There are several things you can help with, depending on your skillset. And before anyone protests, don't worry, there's one thing everyone is able to do…
Install Perl 6
The easiest thing you can do is grab a clean box and try to install Perl 6 to it. This is especially useful if you've never done it before and have no idea what you're doing, as it'll be very easy for you to see things that need to be improved.
Are you having trouble finding or choosing what to install? Getting installation errors? Having trouble finding support channels? Report it!
Unless you can think of a better place, you can always report these things in our User Experience repo by filing a new Issue.
Learn/Use Perl 6
This, again, is the area where the less experience with Perl 6 you have, the better. Is there something you find difficult to use or hard to find? Let us know.
Code editors, books, documentation, modules, tutorials, excercises, contests, language news, support channels. If you were looking for any of those things and had a hard time finding them, the process will likely need to be addressed.
Rakudo on Windows
This is the area where I hope we'll make a lot of progress before the next Rakudo Star release (it'll be in July, based on Rakudo compiler release scheduled for July 21st). Few, if any of the core devs use Windows as their development environment, so the state of Rakudo on Windows is slightly lagging behind.
While 6.d-proposals roast stresstest
is clean on Linux and MacOS, on Windows,
there's a bunch of test failures. Several of them are likely problematic tests themselves (e.g. those that shell out and expect
cmd.exe
to handle Unicode out of the box). When I last looked at the failing tests, some of them were failing due to how
&run
escapes arguments; since perl6
is launched with a batch file on
windows, using $*EXECUTABLE
with &run
would require using cmd.exe
-style
escapes of command line arguments, which &run
doesn't use. There's some discussion for this issue on R#1325, RT#132258, and self-rejected RFC R#1306.
If you'd like to look into these problems, you can install Rakudo from source on Windows and then run gmake stresstest
(or whatever make
equivalent you have) to clone all the spectests into t/spec
directory and run them, so you'll be able to see what's failing. You can run individual tests with t/fudgeandrun t/spec/42-foobar/the-test-file.t
There's also a second item of lesser importance: Rakudo Star build on 32-bit Windows. The latest build we have for that system is 2016.01, which is quite outdated. On occasion people do ask for 32-bit builds and currently we can only suggests to build from source.
It'd be nice to have a more recent build created. I'm unfamiliar with what's
involved. If you're interested in helping. Join our IRC chat and try to speak to stmuk
or FROGGS
Help Resolve Issues
Help us resolve open Issues. In the context of this call to action, the most pertinent repos would likely be User Experience, Perl6.org website, Modules.Perl6.org website, as well as Docs, Rakudo Star, Rakudo itself, and Roast Test Suite.

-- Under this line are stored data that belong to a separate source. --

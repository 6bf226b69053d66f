/// Merkle 树构建与重建过程中的错误。
///
/// `P` 为负载哈希错误，`H` 为节点合并错误，二者均原样向上传递。
#[derive(Debug, Clone, PartialEq, Eq, thiserror::Error)]
pub enum Error<P, H> {
    /// 负载列表为空。
    #[error("cannot build a merkle tree without payloads")]
    EmptyPayloads,

    #[error("payload hashing failed: {0}")]
    Payload(P),

    #[error("node hashing failed: {0}")]
    Hasher(H),
}
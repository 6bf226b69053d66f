use core::fmt;
use core::marker::PhantomData;

use tracing::debug;

use crate::{Error, Leaf, Node, NodeHasher, Opening, Payload};

/// 基于负载列表构建的二叉 Merkle 树。
///
/// `root` 与 `merkle_root` 均为快照：只在构建或重建时刷新，
/// 直接改写它们会被 [`Tree::verify_tree`] 检出。
pub struct Tree<T, H> {
    pub root: Node,
    pub merkle_root: Vec<u8>,
    leaves: Vec<Leaf<T>>,
    hasher: PhantomData<fn() -> H>,
}

impl<T: fmt::Debug, H> fmt::Debug for Tree<T, H> {
    fn fmt(&self, f: &mut fmt::Formatter<'_>) -> fmt::Result {
        f.debug_struct("Tree")
            .field("root", &self.root)
            .field("merkle_root", &self.merkle_root)
            .field("leaves", &self.leaves)
            .finish()
    }
}

impl<T: Clone, H> Clone for Tree<T, H> {
    fn clone(&self) -> Self {
        Self {
            root: self.root.clone(),
            merkle_root: self.merkle_root.clone(),
            leaves: self.leaves.clone(),
            hasher: PhantomData,
        }
    }
}

impl<T, H> Tree<T, H>
where
    T: Payload,
    H: NodeHasher,
{
    /// 由负载列表构建树。
    ///
    /// # Errors
    ///
    /// 列表为空、任一负载哈希失败或节点合并失败时返回错误，不产生半成品。
    pub fn new(payloads: Vec<T>) -> Result<Self, Error<T::Error, H::Error>> {
        if payloads.is_empty() {
            return Err(Error::EmptyPayloads);
        }

        let leaves = payloads
            .into_iter()
            .map(|payload| {
                payload.compute_hash().map(|hash| Leaf { payload, hash })
            })
            .collect::<Result<Vec<_>, _>>()
            .map_err(Error::<_, H::Error>::Payload)?;

        let root =
            build_root::<H, T::Error>(leaves.iter().map(|leaf| &leaf.hash))?;
        debug!(
            leaves = leaves.len(),
            root = %hex::encode(&root.hash),
            "merkle tree built"
        );

        Ok(Self {
            merkle_root: root.hash.clone(),
            root,
            leaves,
            hasher: PhantomData,
        })
    }

    /// 重新计算现有负载的摘要并重建整棵树。
    ///
    /// # Errors
    ///
    /// 任一负载哈希或节点合并失败时返回错误，此时树保持原状。
    pub fn rebuild_tree(&mut self) -> Result<(), Error<T::Error, H::Error>> {
        let hashes = self
            .leaves
            .iter()
            .map(|leaf| leaf.payload.compute_hash())
            .collect::<Result<Vec<_>, _>>()
            .map_err(Error::<_, H::Error>::Payload)?;

        let root = build_root::<H, T::Error>(hashes.iter())?;

        for (leaf, hash) in self.leaves.iter_mut().zip(hashes) {
            leaf.hash = hash;
        }
        self.merkle_root = root.hash.clone();
        self.root = root;
        debug!(
            leaves = self.leaves.len(),
            root = %hex::encode(&self.merkle_root),
            "merkle tree rebuilt"
        );

        Ok(())
    }

    /// 以新的负载列表整体替换叶子并重建。
    ///
    /// # Errors
    ///
    /// 失败条件同 [`Tree::new`]；失败时树保持原状。
    pub fn rebuild_tree_using(
        &mut self,
        payloads: Vec<T>,
    ) -> Result<(), Error<T::Error, H::Error>> {
        *self = Self::new(payloads)?;
        Ok(())
    }
}

impl<T, H: NodeHasher> Tree<T, H> {
    /// 仅依据当前叶子摘要重新计算根，并与 `merkle_root` 和 `root.hash` 比较。
    ///
    /// 合并失败视为校验不通过。
    #[must_use]
    pub fn verify_tree(&self) -> bool {
        let expected = match build_root::<H, ()>(
            self.leaves.iter().map(|leaf| &leaf.hash),
        ) {
            Ok(root) => root.hash,
            Err(_) => return false,
        };

        let consistent =
            expected == self.merkle_root && expected == self.root.hash;
        if !consistent {
            debug!(leaves = self.leaves.len(), "merkle root mismatch");
        }

        consistent
    }

    /// 为下标 `index` 处的叶子生成审计路径；越界时返回 `None`。
    #[must_use]
    pub fn opening(&self, index: usize) -> Option<Opening> {
        if index >= self.leaves.len() {
            return None;
        }
        Opening::new(&self.root, index)
    }
}

impl<T, H> Tree<T, H> {
    /// 判断是否有叶子携带与 `payload` 摘要逐字节相等的摘要。
    ///
    /// `payload` 自身哈希失败时返回 `false`。
    #[must_use]
    pub fn verify_content<P: Payload>(&self, payload: &P) -> bool {
        payload
            .compute_hash()
            .is_ok_and(|hash| self.leaves.iter().any(|leaf| leaf.hash == hash))
    }

    /// 按构建顺序返回叶子。
    #[must_use]
    pub fn leaves(&self) -> &[Leaf<T>] {
        &self.leaves
    }

    #[must_use]
    pub fn len(&self) -> usize {
        self.leaves.len()
    }

    /// 构建成功的树至少有一个叶子，因此恒为 `false`。
    #[must_use]
    pub fn is_empty(&self) -> bool {
        self.leaves.is_empty()
    }
}

/// 见 [`Tree::verify_tree`]。
#[must_use]
pub fn verify_tree<T, H: NodeHasher>(tree: &Tree<T, H>) -> bool {
    tree.verify_tree()
}

fn build_root<'a, H, P>(
    hashes: impl Iterator<Item = &'a Vec<u8>>,
) -> Result<Node, Error<P, H::Error>>
where
    H: NodeHasher,
{
    let level = hashes.map(|hash| Node::leaf(hash.clone())).collect();

    match Node::build::<H>(level) {
        Ok(Some(root)) => Ok(root),
        Ok(None) => Err(Error::EmptyPayloads),
        Err(err) => Err(Error::Hasher(err)),
    }
}

#[cfg(test)]
mod tests {
    use super::*;
    use core::convert::Infallible;

    struct Shape;

    impl NodeHasher for Shape {
        type Error = Infallible;

        fn combine(left: &[u8], right: &[u8]) -> Result<Vec<u8>, Infallible> {
            Ok(format!(
                "({},{})",
                String::from_utf8_lossy(left),
                String::from_utf8_lossy(right)
            )
            .into_bytes())
        }
    }

    /// 空串视为无法哈希的负载。
    #[derive(Debug, Clone, PartialEq, Eq)]
    struct Word(&'static str);

    #[derive(Debug, Clone, PartialEq, Eq)]
    struct Unhashable;

    impl Payload for Word {
        type Error = Unhashable;

        fn compute_hash(&self) -> Result<Vec<u8>, Unhashable> {
            if self.0.is_empty() {
                return Err(Unhashable);
            }
            Ok(self.0.as_bytes().to_vec())
        }
    }

    type ShapeTree = Tree<Word, Shape>;

    fn words(list: &[&'static str]) -> Vec<Word> {
        list.iter().copied().map(Word).collect()
    }

    fn shape_of(tree: &ShapeTree) -> String {
        String::from_utf8(tree.merkle_root.clone()).expect("ascii")
    }

    #[test]
    fn build_sets_both_roots() {
        let tree = ShapeTree::new(words(&["a", "b", "c"])).expect("valid");

        assert_eq!(shape_of(&tree), "((a,b),(c,c))");
        assert_eq!(tree.root.hash, tree.merkle_root);
        assert_eq!(tree.len(), 3);
        assert!(!tree.is_empty());
        assert_eq!(tree.leaves()[2].payload, Word("c"));
        assert_eq!(tree.leaves()[2].hash, b"c");
    }

    #[test]
    fn empty_payloads_rejected() {
        assert_eq!(
            ShapeTree::new(Vec::new()).map(|t| t.merkle_root),
            Err(Error::EmptyPayloads)
        );
    }

    #[test]
    fn payload_error_propagates() {
        assert_eq!(
            ShapeTree::new(words(&["a", "", "c"])).map(|t| t.merkle_root),
            Err(Error::Payload(Unhashable))
        );
    }

    #[test]
    fn rebuild_is_idempotent() {
        let mut tree = ShapeTree::new(words(&["a", "b"])).expect("valid");
        let before = tree.merkle_root.clone();

        tree.rebuild_tree().expect("same payloads");
        assert_eq!(tree.merkle_root, before);
        assert!(tree.verify_tree());
    }

    #[test]
    fn rebuild_refreshes_tampered_leaf_digest() {
        let mut tree = ShapeTree::new(words(&["a", "b"])).expect("valid");
        tree.leaves[0].hash = b"x".to_vec();
        assert!(!tree.verify_tree());

        tree.rebuild_tree().expect("same payloads");
        assert_eq!(tree.leaves()[0].hash, b"a");
        assert!(tree.verify_tree());
    }

    #[test]
    fn rebuild_using_replaces_leaves() {
        let mut tree = ShapeTree::new(words(&["a", "b"])).expect("valid");

        tree.rebuild_tree_using(words(&["x", "y", "z", "w"]))
            .expect("valid");
        assert_eq!(shape_of(&tree), "((x,y),(z,w))");
        assert!(tree.verify_content(&Word("w")));
        assert!(!tree.verify_content(&Word("a")));
    }

    #[test]
    fn failed_rebuild_leaves_tree_untouched() {
        let mut tree = ShapeTree::new(words(&["a", "b"])).expect("valid");
        let before = tree.clone();

        assert_eq!(
            tree.rebuild_tree_using(words(&["x", ""])),
            Err(Error::Payload(Unhashable))
        );
        assert_eq!(
            tree.rebuild_tree_using(Vec::new()),
            Err(Error::EmptyPayloads)
        );
        assert_eq!(tree.merkle_root, before.merkle_root);
        assert_eq!(tree.root, before.root);
        assert_eq!(tree.leaves(), before.leaves());
    }

    #[test]
    fn tampered_roots_fail_verification() {
        let tree = ShapeTree::new(words(&["a", "b", "c", "d"])).expect("valid");
        assert!(verify_tree(&tree));

        let mut merkle_tampered = tree.clone();
        merkle_tampered.merkle_root = vec![1];
        assert!(!merkle_tampered.verify_tree());

        let mut node_tampered = tree.clone();
        node_tampered.root.hash = vec![1];
        assert!(!node_tampered.verify_tree());
    }

    #[test]
    fn verify_content_by_digest() {
        let tree = ShapeTree::new(words(&["a", "b", "c"])).expect("valid");

        assert!(tree.verify_content(&Word("b")));
        assert!(!tree.verify_content(&Word("q")));
        assert!(!tree.verify_content(&Word("")));
        assert!(tree.verify_content(&&Word("c")));
    }

    #[test]
    fn opening_bounds() {
        let tree = ShapeTree::new(words(&["a", "b", "c"])).expect("valid");

        assert!(tree.opening(2).is_some());
        assert!(tree.opening(3).is_none());
    }
}
// 模块说明：本文件实现 Poseidon 组件（src/hades/round_constants.rs）。

//

use curve25519_dalek::Scalar;
use sha2::{Digest, Sha512};

/// 轮密钥派生所用的域分离前缀。
pub const ROUND_KEY_TAG: &[u8] = b"poseidon.round_key";

/// 派生第 `index` 个轮密钥：`Sha512(tag || index_le)` 宽归约到标量域。
pub fn round_key(index: u64) -> Scalar {
    let hasher = Sha512::new()
        .chain_update(ROUND_KEY_TAG)
        .chain_update(index.to_le_bytes());

    Scalar::from_hash(hasher)
}

/// 按顺序派生 `count` 个轮密钥，组成平铺的轮密钥表。
pub fn derive_round_keys(count: usize) -> Vec<Scalar> {
    (0..count as u64).map(round_key).collect()
}
// 模块说明：本文件实现 Poseidon 组件（src/params.rs）。

//

use curve25519_dalek::Scalar;
use once_cell::sync::Lazy;
use tracing::debug;

use crate::hades::{derive_round_keys, generate_mds_matrix, MdsMatrix};
use crate::Error;

/// 默认置换宽度（状态向量长度）。
pub const WIDTH: usize = 5;

/// 默认前半段全轮数。
pub const FULL_ROUNDS_BEGINNING: usize = 4;

/// 默认部分轮数。
pub const PARTIAL_ROUNDS: usize = 59;

/// 默认后半段全轮数。
pub const FULL_ROUNDS_END: usize = 4;

/// 域分离常量为 `u64`，宽度上限由此决定。
pub(crate) const MAX_WIDTH: usize = 64;

static DEFAULT_PARAMETERS: Lazy<Parameters> = Lazy::new(|| {
    Parameters::generate(
        WIDTH,
        FULL_ROUNDS_BEGINNING,
        PARTIAL_ROUNDS,
        FULL_ROUNDS_END,
    )
    .unwrap_or_else(|err| unreachable!("default parameters are valid: {err}"))
});

/// 返回进程内共享的默认参数集。
pub fn default_parameters() -> &'static Parameters {
    &DEFAULT_PARAMETERS
}

/// Poseidon 置换参数：轮数、平铺的轮密钥表与 MDS 矩阵。
///
/// 构造后不可变，可在多个哈希会话之间只读共享。
#[derive(Debug, Clone, PartialEq, Eq)]
#[cfg_attr(
    feature = "serde",
    derive(serde::Serialize, serde::Deserialize),
    serde(try_from = "RawParameters")
)]
pub struct Parameters {
    width: usize,
    full_rounds_beginning: usize,
    partial_rounds: usize,
    full_rounds_end: usize,
    round_keys: Vec<Scalar>,
    mds_matrix: MdsMatrix,
}

/// 反序列化时先读入原始字段，再经 [`Parameters::new`] 校验。
#[cfg(feature = "serde")]
#[derive(serde::Deserialize)]
struct RawParameters {
    width: usize,
    full_rounds_beginning: usize,
    partial_rounds: usize,
    full_rounds_end: usize,
    round_keys: Vec<Scalar>,
    mds_matrix: MdsMatrix,
}

#[cfg(feature = "serde")]
impl TryFrom<RawParameters> for Parameters {
    type Error = Error;

    fn try_from(raw: RawParameters) -> Result<Self, Self::Error> {
        Self::new(
            raw.width,
            raw.full_rounds_beginning,
            raw.partial_rounds,
            raw.full_rounds_end,
            raw.round_keys,
            raw.mds_matrix,
        )
    }
}

impl Default for Parameters {
    fn default() -> Self {
        default_parameters().clone()
    }
}

impl Parameters {
    /// 由给定常量构造参数集，并校验轮密钥数量与矩阵形状。
    pub fn new(
        width: usize,
        full_rounds_beginning: usize,
        partial_rounds: usize,
        full_rounds_end: usize,
        round_keys: Vec<Scalar>,
        mds_matrix: MdsMatrix,
    ) -> Result<Self, Error> {
        let params = Self {
            width,
            full_rounds_beginning,
            partial_rounds,
            full_rounds_end,
            round_keys,
            mds_matrix,
        };
        params.validate()?;

        Ok(params)
    }

    /// 按宽度与轮数生成完整参数集：派生轮密钥并以 Cauchy 构造生成矩阵。
    pub fn generate(
        width: usize,
        full_rounds_beginning: usize,
        partial_rounds: usize,
        full_rounds_end: usize,
    ) -> Result<Self, Error> {
        check_width(width)?;

        let required = round_key_count(
            width,
            full_rounds_beginning,
            partial_rounds,
            full_rounds_end,
        )?;
        let round_keys = derive_round_keys(required);
        let mds_matrix = generate_mds_matrix(width)?;

        debug!(width, round_keys = required, "generated poseidon parameters");

        Self::new(
            width,
            full_rounds_beginning,
            partial_rounds,
            full_rounds_end,
            round_keys,
            mds_matrix,
        )
    }

    /// 校验参数集：宽度范围、轮密钥覆盖全部轮次、矩阵为方阵。
    pub fn validate(&self) -> Result<(), Error> {
        check_width(self.width)?;

        let required = self.required_round_keys()?;
        if self.round_keys.len() < required {
            return Err(Error::RoundKeysExhausted {
                required,
                available: self.round_keys.len(),
            });
        }

        let rows = self.mds_matrix.len();
        let square = rows == self.width
            && self.mds_matrix.iter().all(|line| line.len() == self.width);
        if !square {
            return Err(Error::InvalidMdsMatrix {
                width: self.width,
                rows,
            });
        }

        Ok(())
    }

    pub fn width(&self) -> usize {
        self.width
    }

    pub fn full_rounds_beginning(&self) -> usize {
        self.full_rounds_beginning
    }

    pub fn partial_rounds(&self) -> usize {
        self.partial_rounds
    }

    pub fn full_rounds_end(&self) -> usize {
        self.full_rounds_end
    }

    pub fn round_keys(&self) -> &[Scalar] {
        &self.round_keys
    }

    pub fn mds_matrix(&self) -> &MdsMatrix {
        &self.mds_matrix
    }

    #[cfg(test)]
    pub(crate) fn round_keys_mut(&mut self) -> &mut Vec<Scalar> {
        &mut self.round_keys
    }

    /// 整个轮次计划共需消耗的轮密钥数量；溢出时返回
    /// [`Error::RoundsOverflow`]。
    pub fn required_round_keys(&self) -> Result<usize, Error> {
        round_key_count(
            self.width,
            self.full_rounds_beginning,
            self.partial_rounds,
            self.full_rounds_end,
        )
    }
}

fn round_key_count(
    width: usize,
    full_rounds_beginning: usize,
    partial_rounds: usize,
    full_rounds_end: usize,
) -> Result<usize, Error> {
    full_rounds_beginning
        .checked_add(partial_rounds)
        .and_then(|rounds| rounds.checked_add(full_rounds_end))
        .and_then(|rounds| rounds.checked_mul(width))
        .ok_or(Error::RoundsOverflow { width })
}

fn check_width(width: usize) -> Result<(), Error> {
    if (2..=MAX_WIDTH).contains(&width) {
        Ok(())
    } else {
        Err(Error::InvalidWidth(width))
    }
}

For core hacking resources, there are some tutorials with "Core Hacking" in their titles on Rakudo.Party website and the NQP/Rakudo Internals Course and 6guts blog. I also like to use Z-Script rakudo dev helper script.
Conclusion
The LP6 book is about to hit the shelves and will likely bring a crop of new Perl 6 users. We can improve the perception of the language by polishing the experience of those users. Let's see if there are any problems with obtaining the compiler or any resources a begginer would need to get started with the language.
There are also some issues on Windows that need to be addressed, such as failing stresstests and 32-bit Rakudo Star builds.
If you can give a hand with any of that, it'd be greatly appreciated. File a new Issue in our User Experience repo or just chat with us on IRC.